#### Exercise:
In the entries that follow, how many lines hold the string "GradientBoostingRegressor"? Give only that number.

Records for the task Block Start

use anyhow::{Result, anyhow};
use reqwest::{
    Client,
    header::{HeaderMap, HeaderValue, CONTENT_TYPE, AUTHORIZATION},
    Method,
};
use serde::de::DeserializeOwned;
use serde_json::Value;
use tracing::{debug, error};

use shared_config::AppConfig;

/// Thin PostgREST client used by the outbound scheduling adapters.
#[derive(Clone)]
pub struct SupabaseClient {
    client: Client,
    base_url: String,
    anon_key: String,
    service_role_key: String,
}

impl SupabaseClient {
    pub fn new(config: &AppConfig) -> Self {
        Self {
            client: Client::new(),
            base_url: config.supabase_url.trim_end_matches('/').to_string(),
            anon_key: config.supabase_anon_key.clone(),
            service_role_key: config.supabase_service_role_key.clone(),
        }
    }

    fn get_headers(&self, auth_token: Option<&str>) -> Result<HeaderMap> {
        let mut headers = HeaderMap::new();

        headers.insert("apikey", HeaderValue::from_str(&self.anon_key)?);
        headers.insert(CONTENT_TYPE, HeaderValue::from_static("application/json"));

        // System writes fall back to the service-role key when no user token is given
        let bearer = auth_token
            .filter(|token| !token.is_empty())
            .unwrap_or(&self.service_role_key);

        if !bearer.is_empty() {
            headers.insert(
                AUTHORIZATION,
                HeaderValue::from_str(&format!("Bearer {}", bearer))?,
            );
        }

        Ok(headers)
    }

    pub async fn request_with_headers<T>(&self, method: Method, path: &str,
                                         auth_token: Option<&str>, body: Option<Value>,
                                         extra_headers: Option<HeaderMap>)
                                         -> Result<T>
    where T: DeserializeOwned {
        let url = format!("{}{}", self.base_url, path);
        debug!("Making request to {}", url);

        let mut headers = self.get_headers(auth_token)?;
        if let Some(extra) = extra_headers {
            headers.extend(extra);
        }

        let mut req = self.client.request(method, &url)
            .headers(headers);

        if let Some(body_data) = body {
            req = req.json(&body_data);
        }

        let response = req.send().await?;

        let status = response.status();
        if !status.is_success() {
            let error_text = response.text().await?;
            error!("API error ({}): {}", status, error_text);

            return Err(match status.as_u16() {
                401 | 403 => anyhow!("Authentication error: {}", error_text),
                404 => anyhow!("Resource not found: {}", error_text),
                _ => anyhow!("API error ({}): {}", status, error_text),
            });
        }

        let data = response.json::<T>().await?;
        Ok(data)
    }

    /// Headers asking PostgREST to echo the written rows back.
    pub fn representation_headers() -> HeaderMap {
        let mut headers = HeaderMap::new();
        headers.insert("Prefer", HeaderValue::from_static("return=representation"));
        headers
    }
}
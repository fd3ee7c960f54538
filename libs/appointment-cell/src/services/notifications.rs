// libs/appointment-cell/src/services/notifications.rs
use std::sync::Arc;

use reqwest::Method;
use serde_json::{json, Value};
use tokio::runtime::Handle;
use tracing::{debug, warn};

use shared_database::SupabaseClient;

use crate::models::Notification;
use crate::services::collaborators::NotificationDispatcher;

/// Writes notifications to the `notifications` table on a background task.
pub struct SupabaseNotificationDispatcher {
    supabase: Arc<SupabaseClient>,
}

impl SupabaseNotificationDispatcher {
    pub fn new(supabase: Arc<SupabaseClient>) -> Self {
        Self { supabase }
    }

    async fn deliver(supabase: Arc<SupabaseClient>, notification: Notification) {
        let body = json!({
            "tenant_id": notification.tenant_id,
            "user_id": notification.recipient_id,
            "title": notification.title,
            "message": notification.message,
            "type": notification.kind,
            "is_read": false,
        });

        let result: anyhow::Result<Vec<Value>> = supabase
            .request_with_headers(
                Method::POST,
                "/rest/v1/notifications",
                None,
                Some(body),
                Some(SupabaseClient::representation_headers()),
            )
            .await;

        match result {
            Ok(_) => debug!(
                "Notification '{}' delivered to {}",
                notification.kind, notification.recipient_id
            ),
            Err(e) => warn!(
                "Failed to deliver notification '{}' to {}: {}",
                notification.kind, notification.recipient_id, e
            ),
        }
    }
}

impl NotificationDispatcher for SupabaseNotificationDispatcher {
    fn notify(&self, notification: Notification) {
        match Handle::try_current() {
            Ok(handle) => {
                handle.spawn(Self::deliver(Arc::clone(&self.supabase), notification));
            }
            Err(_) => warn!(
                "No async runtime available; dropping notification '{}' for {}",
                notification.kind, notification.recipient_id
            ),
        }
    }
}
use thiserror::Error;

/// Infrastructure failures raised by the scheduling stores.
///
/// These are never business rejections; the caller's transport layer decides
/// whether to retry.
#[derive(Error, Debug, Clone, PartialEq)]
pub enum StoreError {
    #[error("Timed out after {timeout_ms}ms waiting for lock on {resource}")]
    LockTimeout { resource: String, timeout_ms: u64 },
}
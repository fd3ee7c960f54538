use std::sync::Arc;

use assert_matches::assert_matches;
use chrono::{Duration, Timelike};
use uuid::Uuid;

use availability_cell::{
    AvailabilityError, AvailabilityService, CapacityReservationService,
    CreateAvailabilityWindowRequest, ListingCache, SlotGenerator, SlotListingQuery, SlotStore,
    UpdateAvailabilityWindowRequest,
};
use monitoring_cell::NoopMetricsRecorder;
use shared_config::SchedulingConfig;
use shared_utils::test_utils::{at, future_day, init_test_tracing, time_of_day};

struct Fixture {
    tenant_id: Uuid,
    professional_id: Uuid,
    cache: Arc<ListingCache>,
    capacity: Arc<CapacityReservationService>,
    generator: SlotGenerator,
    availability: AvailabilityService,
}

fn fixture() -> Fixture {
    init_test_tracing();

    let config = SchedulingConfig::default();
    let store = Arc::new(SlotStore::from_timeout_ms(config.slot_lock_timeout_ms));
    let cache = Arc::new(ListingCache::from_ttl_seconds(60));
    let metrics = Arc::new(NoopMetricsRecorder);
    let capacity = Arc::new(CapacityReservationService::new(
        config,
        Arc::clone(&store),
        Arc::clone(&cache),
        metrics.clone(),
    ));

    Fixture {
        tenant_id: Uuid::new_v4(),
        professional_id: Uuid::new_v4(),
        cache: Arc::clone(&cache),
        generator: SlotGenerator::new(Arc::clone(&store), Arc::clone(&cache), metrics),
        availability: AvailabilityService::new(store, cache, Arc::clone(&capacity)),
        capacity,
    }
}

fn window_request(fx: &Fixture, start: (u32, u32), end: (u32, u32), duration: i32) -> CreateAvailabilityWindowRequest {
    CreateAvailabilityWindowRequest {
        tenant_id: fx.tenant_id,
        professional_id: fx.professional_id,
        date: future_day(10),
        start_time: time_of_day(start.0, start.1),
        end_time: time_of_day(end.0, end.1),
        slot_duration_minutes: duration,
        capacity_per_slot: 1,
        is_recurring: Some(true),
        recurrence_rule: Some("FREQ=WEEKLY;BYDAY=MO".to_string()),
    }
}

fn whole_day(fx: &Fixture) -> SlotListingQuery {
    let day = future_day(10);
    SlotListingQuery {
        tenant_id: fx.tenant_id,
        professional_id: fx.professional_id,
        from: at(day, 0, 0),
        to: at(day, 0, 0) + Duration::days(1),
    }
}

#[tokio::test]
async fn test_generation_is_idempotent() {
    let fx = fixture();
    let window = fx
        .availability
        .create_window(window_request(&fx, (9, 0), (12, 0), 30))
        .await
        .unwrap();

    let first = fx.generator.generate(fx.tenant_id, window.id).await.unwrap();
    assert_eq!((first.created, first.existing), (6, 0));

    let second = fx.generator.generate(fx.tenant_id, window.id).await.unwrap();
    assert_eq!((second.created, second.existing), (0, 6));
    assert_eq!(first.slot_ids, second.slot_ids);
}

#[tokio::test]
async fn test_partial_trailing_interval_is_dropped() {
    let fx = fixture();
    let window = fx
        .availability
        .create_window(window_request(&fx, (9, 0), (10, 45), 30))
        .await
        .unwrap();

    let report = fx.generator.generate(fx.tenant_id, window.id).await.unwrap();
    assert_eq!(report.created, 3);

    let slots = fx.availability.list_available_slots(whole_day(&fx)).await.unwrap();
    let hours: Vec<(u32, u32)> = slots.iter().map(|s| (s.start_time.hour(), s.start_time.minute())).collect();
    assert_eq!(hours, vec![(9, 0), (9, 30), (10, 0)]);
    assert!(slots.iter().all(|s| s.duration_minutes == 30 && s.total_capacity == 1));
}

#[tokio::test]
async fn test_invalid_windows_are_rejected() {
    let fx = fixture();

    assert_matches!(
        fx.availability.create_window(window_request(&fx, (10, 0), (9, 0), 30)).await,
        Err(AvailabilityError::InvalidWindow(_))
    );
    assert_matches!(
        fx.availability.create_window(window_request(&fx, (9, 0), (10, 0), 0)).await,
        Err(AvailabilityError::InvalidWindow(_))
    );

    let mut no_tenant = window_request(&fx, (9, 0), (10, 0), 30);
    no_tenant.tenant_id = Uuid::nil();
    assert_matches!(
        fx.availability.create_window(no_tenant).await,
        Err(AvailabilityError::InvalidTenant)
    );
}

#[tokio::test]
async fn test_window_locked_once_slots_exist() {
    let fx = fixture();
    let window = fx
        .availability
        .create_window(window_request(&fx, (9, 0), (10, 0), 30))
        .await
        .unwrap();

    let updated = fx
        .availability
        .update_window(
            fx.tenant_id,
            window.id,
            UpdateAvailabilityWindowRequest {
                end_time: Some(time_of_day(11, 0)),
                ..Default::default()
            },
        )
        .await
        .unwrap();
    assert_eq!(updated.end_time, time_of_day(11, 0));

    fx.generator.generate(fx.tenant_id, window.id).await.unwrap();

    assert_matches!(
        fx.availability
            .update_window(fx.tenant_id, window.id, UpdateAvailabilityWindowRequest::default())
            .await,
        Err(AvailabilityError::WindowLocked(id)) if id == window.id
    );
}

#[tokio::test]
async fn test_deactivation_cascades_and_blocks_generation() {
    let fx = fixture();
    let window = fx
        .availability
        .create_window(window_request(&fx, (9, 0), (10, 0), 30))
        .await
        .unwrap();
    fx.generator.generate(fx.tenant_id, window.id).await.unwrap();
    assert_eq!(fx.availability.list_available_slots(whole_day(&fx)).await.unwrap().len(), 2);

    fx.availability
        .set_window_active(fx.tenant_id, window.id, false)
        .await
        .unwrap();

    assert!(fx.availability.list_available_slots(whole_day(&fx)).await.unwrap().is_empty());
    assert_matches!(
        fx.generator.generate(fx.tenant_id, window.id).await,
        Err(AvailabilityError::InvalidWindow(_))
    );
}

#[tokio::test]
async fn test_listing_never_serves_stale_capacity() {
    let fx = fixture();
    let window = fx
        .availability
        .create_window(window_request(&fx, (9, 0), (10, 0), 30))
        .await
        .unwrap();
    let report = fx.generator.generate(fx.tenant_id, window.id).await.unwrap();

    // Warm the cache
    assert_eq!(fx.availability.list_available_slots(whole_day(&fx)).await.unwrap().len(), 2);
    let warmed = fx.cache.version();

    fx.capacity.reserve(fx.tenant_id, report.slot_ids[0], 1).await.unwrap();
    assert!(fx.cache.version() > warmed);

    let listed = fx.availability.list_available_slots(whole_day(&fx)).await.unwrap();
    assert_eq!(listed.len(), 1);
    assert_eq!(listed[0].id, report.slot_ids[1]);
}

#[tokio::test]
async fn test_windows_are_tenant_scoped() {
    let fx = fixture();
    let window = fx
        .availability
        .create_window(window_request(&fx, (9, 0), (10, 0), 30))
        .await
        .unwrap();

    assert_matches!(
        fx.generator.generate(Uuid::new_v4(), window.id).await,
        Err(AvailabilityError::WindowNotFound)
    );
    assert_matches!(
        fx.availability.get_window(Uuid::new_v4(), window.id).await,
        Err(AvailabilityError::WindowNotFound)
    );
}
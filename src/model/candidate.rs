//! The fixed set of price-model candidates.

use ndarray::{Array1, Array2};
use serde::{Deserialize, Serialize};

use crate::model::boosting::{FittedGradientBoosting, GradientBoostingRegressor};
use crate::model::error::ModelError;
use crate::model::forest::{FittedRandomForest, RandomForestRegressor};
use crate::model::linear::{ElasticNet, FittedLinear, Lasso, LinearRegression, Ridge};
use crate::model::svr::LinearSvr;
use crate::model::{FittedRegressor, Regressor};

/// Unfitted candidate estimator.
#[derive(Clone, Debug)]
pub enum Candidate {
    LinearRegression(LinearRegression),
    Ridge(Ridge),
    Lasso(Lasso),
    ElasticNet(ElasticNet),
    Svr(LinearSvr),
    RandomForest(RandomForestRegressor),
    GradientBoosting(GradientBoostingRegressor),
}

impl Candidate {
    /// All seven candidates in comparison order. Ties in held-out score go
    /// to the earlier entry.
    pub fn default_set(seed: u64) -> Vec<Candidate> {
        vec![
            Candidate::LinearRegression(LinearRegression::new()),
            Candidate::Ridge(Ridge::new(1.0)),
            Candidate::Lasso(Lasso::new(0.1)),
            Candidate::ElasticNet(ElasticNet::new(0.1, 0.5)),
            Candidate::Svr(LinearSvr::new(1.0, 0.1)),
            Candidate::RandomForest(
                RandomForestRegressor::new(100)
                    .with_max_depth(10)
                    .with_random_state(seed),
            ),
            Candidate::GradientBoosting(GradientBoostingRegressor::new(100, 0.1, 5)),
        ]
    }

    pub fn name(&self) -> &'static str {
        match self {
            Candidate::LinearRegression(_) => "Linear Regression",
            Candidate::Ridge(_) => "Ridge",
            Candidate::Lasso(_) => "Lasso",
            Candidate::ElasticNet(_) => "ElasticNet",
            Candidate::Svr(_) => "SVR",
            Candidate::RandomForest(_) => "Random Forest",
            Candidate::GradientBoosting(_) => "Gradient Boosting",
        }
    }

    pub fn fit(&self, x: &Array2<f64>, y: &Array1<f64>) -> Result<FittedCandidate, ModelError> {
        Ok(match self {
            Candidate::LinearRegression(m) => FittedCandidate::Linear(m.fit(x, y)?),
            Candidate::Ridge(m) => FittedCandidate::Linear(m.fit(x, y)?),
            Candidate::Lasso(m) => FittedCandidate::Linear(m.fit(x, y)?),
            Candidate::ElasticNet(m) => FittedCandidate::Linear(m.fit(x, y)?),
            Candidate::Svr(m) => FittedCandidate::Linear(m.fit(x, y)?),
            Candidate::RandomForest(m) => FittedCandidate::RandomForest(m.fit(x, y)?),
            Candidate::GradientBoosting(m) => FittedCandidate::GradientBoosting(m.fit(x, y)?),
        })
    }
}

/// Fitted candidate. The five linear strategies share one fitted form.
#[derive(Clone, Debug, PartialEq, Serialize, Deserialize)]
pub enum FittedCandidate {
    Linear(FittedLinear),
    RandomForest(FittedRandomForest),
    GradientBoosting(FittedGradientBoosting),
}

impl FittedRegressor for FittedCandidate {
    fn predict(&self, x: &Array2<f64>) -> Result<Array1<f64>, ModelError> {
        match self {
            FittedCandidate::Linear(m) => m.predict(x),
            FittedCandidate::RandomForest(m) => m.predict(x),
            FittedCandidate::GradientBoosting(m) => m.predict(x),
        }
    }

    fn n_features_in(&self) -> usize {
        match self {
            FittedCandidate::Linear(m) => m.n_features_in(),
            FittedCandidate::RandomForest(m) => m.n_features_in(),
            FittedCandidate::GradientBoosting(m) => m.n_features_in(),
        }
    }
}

Records for the task Block End

#### Answer to this task:
3